──────── Records to process ────────
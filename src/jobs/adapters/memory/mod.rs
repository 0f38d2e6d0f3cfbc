//! In-memory adapters for code import coordination.

mod store;

pub use store::InMemoryCodeImportStore;
//! Scheduler service: the single authority for job assignment, heartbeats
//! and completion.

use crate::jobs::{
    domain::{
        CodeImportEvent, CodeImportEventKind, CodeImportResult, Hostname, ImportSourceDetails,
        JobDomainError, JobId, JobResultStatus, JobState, LogArtifactId, LogTail, MachineState,
        ResultId, TargetBranch,
    },
    ports::{
        ClaimOutcome, CodeImportStore, CodeImportStoreError, DrainCheck, ImportData,
        JobCompletion, SchedulerRpcError,
    },
};
use mockable::Clock;
use std::sync::Arc;
use thiserror::Error;

/// Number of consecutive failures after which an import stops being
/// scheduled.
pub const DEFAULT_CONSECUTIVE_FAILURE_LIMIT: u32 = 5;

/// Tunables applied by the scheduler.
#[derive(Debug, Clone, PartialEq, Eq)]
pub struct SchedulerPolicy {
    branch_base_url: String,
    consecutive_failure_limit: u32,
}

impl SchedulerPolicy {
    /// Creates a policy publishing branches under `branch_base_url`.
    #[must_use]
    pub fn new(branch_base_url: impl Into<String>) -> Self {
        Self {
            branch_base_url: branch_base_url.into().trim_end_matches('/').to_owned(),
            consecutive_failure_limit: DEFAULT_CONSECUTIVE_FAILURE_LIMIT,
        }
    }

    /// Overrides the consecutive failure limit.
    #[must_use]
    pub const fn with_consecutive_failure_limit(mut self, limit: u32) -> Self {
        self.consecutive_failure_limit = limit;
        self
    }

    /// Returns the branch store base URL.
    #[must_use]
    pub fn branch_base_url(&self) -> &str {
        &self.branch_base_url
    }

    /// Returns the consecutive failure limit.
    #[must_use]
    pub const fn consecutive_failure_limit(&self) -> u32 {
        self.consecutive_failure_limit
    }

    /// Returns the branch store URL of a target branch.
    #[must_use]
    pub fn branch_url(&self, target: &TargetBranch) -> String {
        format!("{}/{}", self.branch_base_url, target)
    }
}

/// Service-level errors for scheduler operations.
#[derive(Debug, Error)]
pub enum SchedulerError {
    /// The hostname is not registered.
    #[error("unknown machine: {0}")]
    UnknownMachine(Hostname),
    /// The job does not exist or is not running.
    #[error("no such code import job: {0}")]
    NoSuchJob(JobId),
    /// Domain validation failed.
    #[error(transparent)]
    Domain(#[from] JobDomainError),
    /// Store operation failed.
    #[error(transparent)]
    Store(#[from] CodeImportStoreError),
}

/// Result type for scheduler operations.
pub type SchedulerResult<T> = Result<T, SchedulerError>;

impl From<SchedulerError> for SchedulerRpcError {
    fn from(err: SchedulerError) -> Self {
        match err {
            SchedulerError::UnknownMachine(hostname) => Self::UnknownMachine(hostname.to_string()),
            SchedulerError::NoSuchJob(job_id) => Self::NoSuchJob(job_id.value()),
            SchedulerError::Domain(domain) => Self::InvalidRequest(domain.to_string()),
            SchedulerError::Store(store) => Self::Internal(store.to_string()),
        }
    }
}

/// Scheduler orchestration service.
///
/// Stateless apart from its collaborators; any number of instances may
/// serve the same store.
#[derive(Clone)]
pub struct SchedulerService<S, C>
where
    S: CodeImportStore,
    C: Clock + Send + Sync,
{
    store: Arc<S>,
    clock: Arc<C>,
    policy: SchedulerPolicy,
}

impl<S, C> SchedulerService<S, C>
where
    S: CodeImportStore,
    C: Clock + Send + Sync,
{
    /// Creates a new scheduler service.
    #[must_use]
    pub const fn new(store: Arc<S>, clock: Arc<C>, policy: SchedulerPolicy) -> Self {
        Self {
            store,
            clock,
            policy,
        }
    }

    /// Returns the scheduler policy.
    #[must_use]
    pub const fn policy(&self) -> &SchedulerPolicy {
        &self.policy
    }

    /// Hands the oldest due job to the machine, or `None` when there is
    /// nothing to do.
    ///
    /// A quiescing machine with no running jobs is moved offline here. A
    /// machine already running `worker_limit` jobs gets `None`.
    ///
    /// # Errors
    ///
    /// Returns [`SchedulerError::UnknownMachine`] for unregistered hostnames
    /// and [`SchedulerError::Store`] when persistence fails.
    pub async fn get_job_for_machine(
        &self,
        hostname: &Hostname,
        worker_limit: usize,
    ) -> SchedulerResult<Option<JobId>> {
        let machine = self
            .store
            .find_machine_by_hostname(hostname)
            .await?
            .ok_or_else(|| SchedulerError::UnknownMachine(hostname.clone()))?;
        let now = self.clock.utc();

        match machine.state() {
            MachineState::Offline => {
                tracing::info!(hostname = %hostname, "machine is offline; no job offered");
                Ok(None)
            }
            MachineState::Quiescing => {
                match self.store.offline_if_drained(machine.id(), now).await? {
                    DrainCheck::WentOffline(_) => {
                        tracing::info!(hostname = %hostname, "quiescing machine drained; now offline");
                    }
                    DrainCheck::StillRunning(running) => {
                        tracing::info!(hostname = %hostname, running, "machine is quiescing");
                    }
                    DrainCheck::NotQuiescing(state) => {
                        tracing::debug!(hostname = %hostname, %state, "machine state changed during drain check");
                    }
                }
                Ok(None)
            }
            MachineState::Online => {
                let outcome = self
                    .store
                    .claim_next_job(machine.id(), worker_limit, now)
                    .await?;
                Ok(log_claim(hostname, worker_limit, outcome))
            }
        }
    }

    /// Returns the worker arguments, branch URL and log file name for a job.
    ///
    /// # Errors
    ///
    /// Returns [`SchedulerError::NoSuchJob`] when the job does not exist.
    pub async fn get_import_data_for_job_id(&self, job_id: JobId) -> SchedulerResult<ImportData> {
        let job = self
            .store
            .find_job(job_id)
            .await?
            .ok_or(SchedulerError::NoSuchJob(job_id))?;
        let import = self
            .store
            .find_import(job.import_id())
            .await?
            .ok_or(CodeImportStoreError::ImportNotFound(job.import_id()))?;
        let target = import.target();
        let details = ImportSourceDetails::new(target.clone(), import.source().clone());
        Ok(ImportData {
            arguments: details.to_arguments(),
            branch_url: self.policy.branch_url(target),
            log_file_name: format!("{}-{}.log", target.flattened(), job_id),
        })
    }

    /// Records a worker heartbeat, keeping the tail of `log_tail`.
    ///
    /// # Errors
    ///
    /// Returns [`SchedulerError::NoSuchJob`] when the job is gone or not
    /// running.
    pub async fn update_heartbeat(&self, job_id: JobId, log_tail: &str) -> SchedulerResult<()> {
        let tail = LogTail::new(log_tail);
        self.store
            .record_heartbeat(job_id, &tail, self.clock.utc())
            .await
            .map_err(|err| no_such_job_or(job_id, err))
    }

    /// Finishes a running job: records its result, updates the import's
    /// failure bookkeeping and schedules the next run.
    ///
    /// # Errors
    ///
    /// Returns [`SchedulerError::NoSuchJob`] when the job is gone or not
    /// running, including a second call for the same job.
    pub async fn finish_job(
        &self,
        job_id: JobId,
        status: JobResultStatus,
        log_artifact: Option<LogArtifactId>,
    ) -> SchedulerResult<()> {
        let job = self
            .store
            .find_job(job_id)
            .await?
            .filter(|job| job.state() == JobState::Running)
            .ok_or(SchedulerError::NoSuchJob(job_id))?;
        let now = self.clock.utc();
        let result = CodeImportResult {
            id: ResultId::new(),
            import_id: job.import_id(),
            machine_id: job.machine_id(),
            status,
            log_tail: job.log_tail().clone(),
            log_artifact,
            date_job_started: job.date_started(),
            date_finished: now,
        };
        let event = CodeImportEvent::job(
            CodeImportEventKind::JobFinish,
            job.import_id(),
            job.machine_id(),
            Some(status.as_str().to_owned()),
            now,
        );
        let completed = self
            .store
            .complete_job(JobCompletion {
                job_id,
                result,
                consecutive_failure_limit: self.policy.consecutive_failure_limit,
                event,
            })
            .await
            .map_err(|err| no_such_job_or(job_id, err))?;

        tracing::info!(
            job_id = %job_id,
            import_id = %job.import_id(),
            %status,
            review_status = %completed.import.review_status(),
            next_job_id = ?completed.next_job.as_ref().map(|next| next.id().value()),
            "finished code import job"
        );
        Ok(())
    }
}

fn log_claim(
    hostname: &Hostname,
    worker_limit: usize,
    outcome: ClaimOutcome,
) -> Option<JobId> {
    match outcome {
        ClaimOutcome::Claimed(job) => {
            tracing::info!(
                hostname = %hostname,
                job_id = %job.id(),
                import_id = %job.import_id(),
                "assigned code import job"
            );
            Some(job.id())
        }
        ClaimOutcome::AtCapacity { running } => {
            tracing::info!(hostname = %hostname, running, worker_limit, "machine at capacity");
            None
        }
        ClaimOutcome::MachineUnavailable(state) => {
            tracing::info!(hostname = %hostname, %state, "machine stopped accepting work");
            None
        }
        ClaimOutcome::NoneDue => {
            tracing::debug!(hostname = %hostname, "no code import job due");
            None
        }
    }
}

fn no_such_job_or(job_id: JobId, err: CodeImportStoreError) -> SchedulerError {
    match err {
        CodeImportStoreError::JobNotFound(_) | CodeImportStoreError::JobNotRunning(_) => {
            SchedulerError::NoSuchJob(job_id)
        }
        other => SchedulerError::Store(other),
    }
}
────────
## What you should do
Copy out each line of the records where the string "CodeImportStoreError" appears.

## Answer
        ClaimOutcome, CodeImportStore, CodeImportStoreError, DrainCheck, ImportData,
    Store(#[from] CodeImportStoreError),
            .ok_or(CodeImportStoreError::ImportNotFound(job.import_id()))?;
fn no_such_job_or(job_id: JobId, err: CodeImportStoreError) -> SchedulerError {
        CodeImportStoreError::JobNotFound(_) | CodeImportStoreError::JobNotRunning(_) => {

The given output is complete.